I left them and returned to my mother: "Did they do anything to you? Rape you or torture you?"

"No, Mother, They didn't." I claimed honestly.

"That is good." She hugged me almost crying. "That would be horrible and scarring..."

"Shay, Did you kill Daniel Crackerhouse the mouse? The hooded assassin who dresses like a bum?" I hoped his answer would be yes.

"He escaped without a fight by jumping into the river waters. Back with the assassins Daniel is a beginner who has been lucky in his pursuits in against the Templers." He explained frankly.

"Oh, I see the mouse has survival instincts." I felt disappointed. Predictable that Daniel would run away instead of fighting and being killed. What a coward! "Still, I myself have not thanked you formally. If it wasn't for you I would still be with that mouse and probably dead by now. Thank you so much!" I nodded.

"It all is due to the quick thinking of General Munro and your family, My part was a vary small part of it."

Greta took my arm and lead me away: "Let's get you in some better clothes."

"As such?"

"A corset, a pretty dress, make up and jewelry." She noted as we went up stairs.

"A corset? Are you trying to kill me by suffocation or rupturing my organs?" I stopped in defiance. "I have seen some women with deformed waistlines because of corsets!"

"God, Helene! Beauty is pain! Do you want to grow older and became a spinster haggard?" Greta detested. "Don't say it won't happen or will not be horrible because it will."

"Yes, Because you almost became one." I chuckled.

Greta sneered: "Yes, A lady of a few outlets to the world like myself is in a direct path to spinsterhood, Unless she puts effort to work out her charms on eligible feeble minded men. That lady will be you."

"Who said all men have feeble mines?"

She began to giggle: "You are jousting right?"

"I must be an ignorant fool." I remarked dramaticly. Trying to act like Greta.

An idea came to Greta's mind: "After we get you dressed. I will bring you out into the city and we will go to the bookstore. Delilah! Please help me with this ignorant woman!"

Delilah agreed and followed Greta. The unexpected thing was that my young aunt treated her servant like her best friend. Because of her social climbing tendency. Greta stirred most of her old lady friends away in order to live a luxurious life style with a richer husband. The price to pay for riches was her happiness and friends.

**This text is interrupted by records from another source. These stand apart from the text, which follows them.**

//! The query-execution cursor
//!
//! Owns one executable handle on a connection, tracks execution state and
//! the last affected-row count, and implements the batched `executemany`
//! rewrite for bulk inserts.

use std::sync::Arc;

use quern_core::{ColumnDesc, Connection, QuernError, RawCursor, Result, Row, Value};

use crate::batch::{self, DEFAULT_MAX_STMT_LENGTH, InsertTemplate};
use crate::params::{EscapedParams, Params, interpolate};

/// A client-side cursor on a database connection.
///
/// Not safe for concurrent use: the cursor holds no internal
/// synchronization and every execute call blocks until the connection
/// answers. Callers sharing one cursor must serialize access externally.
pub struct Cursor {
    conn: Arc<dyn Connection>,
    raw: Box<dyn RawCursor>,
    description: Option<Vec<ColumnDesc>>,
    rowcount: i64,
    /// Default row count for `fetchmany` when no size is given
    pub arraysize: usize,
    max_stmt_length: usize,
    executed: bool,
    closed: bool,
}

impl Cursor {
    /// Open a cursor on the given connection
    pub fn new(conn: Arc<dyn Connection>) -> Result<Self> {
        let raw = conn.cursor()?;
        Ok(Self {
            conn,
            raw,
            description: None,
            rowcount: -1,
            arraysize: 1,
            max_stmt_length: DEFAULT_MAX_STMT_LENGTH,
            executed: false,
            closed: false,
        })
    }

    /// Set the byte budget one batched statement may occupy
    pub fn with_max_stmt_length(mut self, max_stmt_length: usize) -> Self {
        self.max_stmt_length = max_stmt_length;
        self
    }

    /// Affected-row count of the last statement, `-1` when the result was
    /// not row-counted
    pub fn rowcount(&self) -> i64 {
        self.rowcount
    }

    /// Column description of the current result, if there is one
    pub fn description(&self) -> Option<&[ColumnDesc]> {
        self.description.as_deref()
    }

    fn ensure_open(&self) -> Result<()> {
        if self.closed {
            return Err(QuernError::Programming("cursor closed".into()));
        }
        Ok(())
    }

    fn ensure_executed(&self) -> Result<()> {
        self.ensure_open()?;
        if !self.executed {
            return Err(QuernError::Programming("execute() first".into()));
        }
        Ok(())
    }

    /// Render the exact byte string `execute` would send, without
    /// executing anything.
    ///
    /// Follows the same escaping path as `execute`; with no arguments the
    /// query passes through unchanged.
    pub fn mogrify(&self, query: &str, args: Option<&Params>) -> Result<Vec<u8>> {
        self.ensure_open()?;
        match args {
            Some(args) => {
                let escaped = args.escape(self.conn.as_ref())?;
                interpolate(query, &escaped)
            }
            None => Ok(query.as_bytes().to_vec()),
        }
    }

    /// Execute a query.
    ///
    /// Escapes `args` into the query's `%s` / `%(name)s` placeholders and
    /// sends the rendered statement. Returns the affected-row count.
    pub fn execute(&mut self, query: &str, args: Option<&Params>) -> Result<i64> {
        let statement = self.mogrify(query, args)?;
        self.execute_statement(&statement)
    }

    /// Run one query against several argument sets.
    ///
    /// Improves performance on multiple-row INSERT and REPLACE by packing
    /// rows into multi-value statements bounded by the byte budget.
    /// Otherwise it is equivalent to looping over `args` with `execute`.
    /// Returns the total affected-row count.
    #[tracing::instrument(skip(self, query, args), fields(rows = args.len()))]
    pub fn executemany(&mut self, query: &str, args: &[Params]) -> Result<i64> {
        self.ensure_open()?;
        if args.is_empty() {
            return Ok(0);
        }

        if let Some(template) = batch::match_insert(query) {
            return self.do_execute_many(&template, args);
        }

        let mut total = 0i64;
        for arg in args {
            total += self.execute(query, Some(arg))?;
        }
        self.rowcount = total;
        Ok(total)
    }

    /// Pack argument sets into multi-value statements and execute them.
    ///
    /// The buffer starts as the prefix and grows one escaped value group
    /// at a time. When the next group plus separator and suffix would no
    /// longer fit the budget, the accumulated statement is flushed first;
    /// the final flush is unconditional, so every statement carries at
    /// least one group. A single group that alone exceeds the budget is
    /// still executed as one oversized statement.
    fn do_execute_many(&mut self, template: &InsertTemplate, args: &[Params]) -> Result<i64> {
        assert!(
            template.values.starts_with('(') && template.values.ends_with(')'),
            "bulk value template must be parenthesized"
        );
        // Zero-argument pass collapses %% in the prefix and rejects stray
        // placeholders before VALUES.
        let prefix = interpolate(&template.prefix, &EscapedParams::Positional(Vec::new()))?;
        let suffix = template.suffix.as_bytes();
        let conn = Arc::clone(&self.conn);

        tracing::debug!(
            budget = self.max_stmt_length,
            encoding = conn.encoding(),
            rows = args.len(),
            "assembling bulk statement batch"
        );

        let mut buffer = prefix.clone();
        let mut rows = 0i64;
        let mut first = true;
        for arg in args {
            let escaped = arg.escape(conn.as_ref())?;
            let group = interpolate(&template.values, &escaped)?;
            if first {
                first = false;
            } else if buffer.len() + 1 + group.len() + suffix.len() + 1 > self.max_stmt_length {
                let statement = [buffer.as_slice(), suffix].concat();
                rows += self.execute_statement(&statement)?;
                buffer.clear();
                buffer.extend_from_slice(&prefix);
            } else {
                buffer.push(b',');
            }
            buffer.extend_from_slice(&group);
        }
        let statement = [buffer.as_slice(), suffix].concat();
        rows += self.execute_statement(&statement)?;

        self.rowcount = rows;
        Ok(rows)
    }

    /// Send one fully-rendered statement and refresh cursor metadata.
    fn execute_statement(&mut self, statement: &[u8]) -> Result<i64> {
        self.ensure_open()?;
        self.raw.execute(statement)?;

        if self.raw.column_names().is_empty() {
            self.description = None;
            self.rowcount = -1;
        } else {
            self.description = Some(
                self.raw
                    .column_names()
                    .iter()
                    .zip(self.raw.column_types())
                    .map(|(name, type_name)| ColumnDesc {
                        name: name.clone(),
                        type_name: type_name.clone(),
                    })
                    .collect(),
            );
            self.rowcount = self.raw.result_len().map(|n| n as i64).unwrap_or(-1);
        }
        self.executed = true;
        tracing::debug!(
            stmt_len = statement.len(),
            rowcount = self.rowcount,
            "statement executed"
        );
        Ok(self.rowcount)
    }

    /// Fetch the next row
    pub fn fetchone(&mut self) -> Result<Option<Row>> {
        self.ensure_executed()?;
        self.raw.fetchone()
    }

    /// Fetch several rows; defaults to `arraysize` rows
    pub fn fetchmany(&mut self, size: Option<usize>) -> Result<Vec<Row>> {
        self.ensure_executed()?;
        let size = size.unwrap_or(self.arraysize);
        self.raw.fetchmany(size)
    }

    /// Fetch all remaining rows
    pub fn fetchall(&mut self) -> Result<Vec<Row>> {
        self.ensure_executed()?;
        self.raw.fetchall()
    }

    /// Iterate over the remaining rows of the current result
    pub fn iter(&mut self) -> RowIter<'_> {
        RowIter { cursor: self }
    }

    /// Execute stored procedure `procname` with `args`.
    ///
    /// Returns the original args. OUT and INOUT parameters cannot be
    /// retrieved at this layer; issue a follow-up query for server
    /// variables if the procedure sets any.
    pub fn callproc<'a>(&mut self, procname: &str, args: &'a [Value]) -> Result<&'a [Value]> {
        self.ensure_open()?;
        tracing::debug!(procname, "callproc is a pass-through at this layer");
        Ok(args)
    }

    /// Advance to the next result set. Multiple result sets are not
    /// supported; always returns `None`.
    pub fn nextset(&mut self) -> Option<()> {
        None
    }

    /// Does nothing, kept for interface compatibility
    pub fn setinputsizes(&self, _sizes: &[usize]) {}

    /// Does nothing, kept for interface compatibility
    pub fn setoutputsizes(&self, _sizes: &[usize]) {}

    /// Close the cursor. Idempotent; afterwards only `close` itself
    /// remains valid.
    pub fn close(&mut self) -> Result<()> {
        if self.closed {
            return Ok(());
        }
        self.raw.close()?;
        self.closed = true;
        Ok(())
    }
}

impl Drop for Cursor {
    fn drop(&mut self) {
        if !self.closed {
            let _ = self.raw.close();
        }
    }
}

/// Iterator over the rows of a cursor's current result
pub struct RowIter<'a> {
    cursor: &'a mut Cursor,
}

impl Iterator for RowIter<'_> {
    type Item = Result<Row>;

    fn next(&mut self) -> Option<Self::Item> {
        match self.cursor.fetchone() {
            Ok(Some(row)) => Some(Ok(row)),
            Ok(None) => None,
            Err(err) => Some(Err(err)),
        }
    }
}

Greta and her husband's room was unexpectedly simple. The walls were white and the wood floor had a large ottoman carpet. A cosmetic desk with a mirror. A bed with soft pillows and blankets. A closet and a bucket. Windows with drapes.

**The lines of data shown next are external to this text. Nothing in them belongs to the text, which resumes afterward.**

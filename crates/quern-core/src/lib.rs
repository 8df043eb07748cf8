//! Quern Core - types and collaborator traits for the quern SQL cursor
//!
//! This crate provides the pieces the cursor crate builds on. It defines:
//!
//! - `Connection` - Trait for the underlying database connection
//! - `RawCursor` - Trait for the opaque executable handle a connection hands out
//! - `Value` - A native value bound to a query placeholder
//! - `Literal` - An escaped SQL literal, carried as raw bytes
//! - `QuernError` / `Result` - The shared error type

mod connection;
mod error;
mod types;

pub use connection::*;
pub use error::*;
pub use types::*;
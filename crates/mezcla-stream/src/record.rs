//! Record model for streaming pipelines

use serde_json::{Map, Value};

/// A single structured unit of data flowing through a pipeline.
///
/// A record is a mapping from field name to JSON value, matching the
/// top-level object of one JSONL line.
pub type Record = Map<String, Value>;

I was dressed in a magnolia colored satin dress with, bodice, fake flowers, embroidery, ribbons, and lace. Lastly heeled shoes. Delilah styled my hair and tied a flowered bonnet around my head.

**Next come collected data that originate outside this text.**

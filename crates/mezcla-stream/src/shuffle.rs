//! Buffered shuffle stream with a fixed memory budget
//!
//! Reorders a lazy source by holding up to `buffer_size` records in memory
//! and emitting a uniformly random occupied slot on each pull. This yields
//! a locally randomized approximation of a full shuffle: a larger buffer
//! improves randomness quality at memory cost, and `buffer_size == 1`
//! degenerates to pass-through order.

use crate::error::StreamError;
use crate::record::Record;
use crate::source::RecordSource;
use rand::rngs::StdRng;
use rand::{Rng, SeedableRng};

/// Seeded, bounded-memory reordering of a record source
///
/// Not restartable in place: replaying a permutation means constructing a
/// fresh `ShuffleBuffer` over a fresh source with the same seed.
pub struct ShuffleBuffer<S: RecordSource> {
    source: S,
    buffer: Vec<Record>,
    buffer_size: usize,
    seed: u64,
    rng: StdRng,
    primed: bool,
    source_done: bool,
}

impl<S: RecordSource> ShuffleBuffer<S> {
    /// Create a shuffle buffer over `source`
    ///
    /// # Arguments
    /// * `source` - Stream to reorder
    /// * `buffer_size` - Number of records held in memory; must be positive
    /// * `seed` - RNG seed; fixes the output permutation for a fixed source
    ///
    /// # Errors
    /// Returns [`StreamError::InvalidArgument`] if `buffer_size` is zero.
    pub fn new(source: S, buffer_size: usize, seed: u64) -> Result<Self, StreamError> {
        if buffer_size == 0 {
            return Err(StreamError::InvalidArgument(
                "shuffle buffer size must be a positive integer".to_string(),
            ));
        }

        Ok(Self {
            source,
            buffer: Vec::new(),
            buffer_size,
            seed,
            rng: StdRng::seed_from_u64(seed),
            primed: false,
            source_done: false,
        })
    }

    /// Seed this buffer was constructed with
    pub fn seed(&self) -> u64 {
        self.seed
    }

    /// Configured buffer capacity
    pub fn buffer_size(&self) -> usize {
        self.buffer_size
    }

    /// Fill the buffer up to capacity, stopping early on a short source
    fn fill(&mut self) -> Result<(), StreamError> {
        while self.buffer.len() < self.buffer_size {
            match self.source.next_record()? {
                Some(record) => self.buffer.push(record),
                None => {
                    self.source_done = true;
                    break;
                }
            }
        }
        Ok(())
    }
}

impl<S: RecordSource> RecordSource for ShuffleBuffer<S> {
    /// Pull one record in shuffled order
    ///
    /// The first pull fills the buffer. Each pull picks a uniformly random
    /// occupied slot, yields it, and refills the slot from the source; once
    /// the source is exhausted the buffer shrinks instead (the emptied slot
    /// is swap-removed). The stream ends when the buffer is empty and the
    /// source is exhausted.
    fn next_record(&mut self) -> Result<Option<Record>, StreamError> {
        if !self.primed {
            self.fill()?;
            self.primed = true;
        }

        if self.buffer.is_empty() {
            return Ok(None);
        }

        let slot = self.rng.gen_range(0..self.buffer.len());

        if self.source_done {
            return Ok(Some(self.buffer.swap_remove(slot)));
        }

        match self.source.next_record()? {
            Some(incoming) => Ok(Some(std::mem::replace(&mut self.buffer[slot], incoming))),
            None => {
                self.source_done = true;
                Ok(Some(self.buffer.swap_remove(slot)))
            }
        }
    }

    fn len_hint(&self) -> Option<usize> {
        if self.source_done {
            Some(self.buffer.len())
        } else {
            self.source.len_hint().map(|n| n + self.buffer.len())
        }
    }
}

"You look beautiful, Lady Helene." Delilah said finishing her master piece.

"You are an artist." I hugged her.

"Now let's prim up our dear Delilah."

After dressing up. We headed out into the city. We entered into the corner bookstore and my aunt spoke to the man at the desk. He gave her five books and we sat in two chairs.

She gave me a book that had nasty pictures. "Uhm, What is this?"

"Oh, Sorry. That one is for me..." She gave me another book.

"A self help book?" I said to Greta.

"Helene, You need it. Your many current dilemmas demand it." She claimed looking down at the picture book.

"I can talk to people just finely without being judgemental." I assured myself and Greta in a way."Wait... Is someone watching us?" I looked out the window.

Greta agreed:"We have protection... Don't worry."